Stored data
========
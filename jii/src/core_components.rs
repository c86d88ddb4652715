//! Default classes for well-known component ids.
//!
//! A component configured without a `className` under one of these ids gets
//! the listed class. The table differs between server and client platforms.

use serde::{Deserialize, Serialize};

/// Where the application runs.
#[derive(Debug, Clone, Copy, Default, PartialEq, Eq, Hash, Serialize, Deserialize)]
#[serde(rename_all = "lowercase")]
pub enum Platform {
    /// A server handling inbound requests.
    #[default]
    Server,
    /// A client-side application.
    Client,
}

/// Which object a core component belongs to.
#[derive(Debug, Clone, Copy, PartialEq, Eq)]
pub enum Scope {
    /// Components of the application module.
    Application,
    /// Components of a per-request context.
    Context,
}

const SERVER_APPLICATION: &[(&str, &str)] = &[("logger", "jii.components.Logger")];

const CLIENT_APPLICATION: &[(&str, &str)] = &[("logger", "jii.components.Logger")];

const SERVER_CONTEXT: &[(&str, &str)] = &[
    ("request", "jii.request.MemoryRequest"),
    ("response", "jii.response.MemoryResponse"),
    ("errorHandler", "jii.components.ErrorHandler"),
];

// Client-side navigation has nothing to send back.
const CLIENT_CONTEXT: &[(&str, &str)] = &[
    ("request", "jii.request.MemoryRequest"),
    ("errorHandler", "jii.components.ErrorHandler"),
];

/// The core component table for a platform and scope.
pub fn core_components(platform: Platform, scope: Scope) -> &'static [(&'static str, &'static str)] {
    match (platform, scope) {
        (Platform::Server, Scope::Application) => SERVER_APPLICATION,
        (Platform::Client, Scope::Application) => CLIENT_APPLICATION,
        (Platform::Server, Scope::Context) => SERVER_CONTEXT,
        (Platform::Client, Scope::Context) => CLIENT_CONTEXT,
    }
}

/// The default class for component `id`.
pub fn core_class(platform: Platform, scope: Scope, id: &str) -> Option<&'static str> {
    core_components(platform, scope)
        .iter()
        .find(|(name, _)| *name == id)
        .map(|(_, class)| *class)
}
========
Task objective
The word "serde" appears in some lines above. Return every one of those lines.

Problem solution
use serde::{Deserialize, Serialize};
#[serde(rename_all = "lowercase")]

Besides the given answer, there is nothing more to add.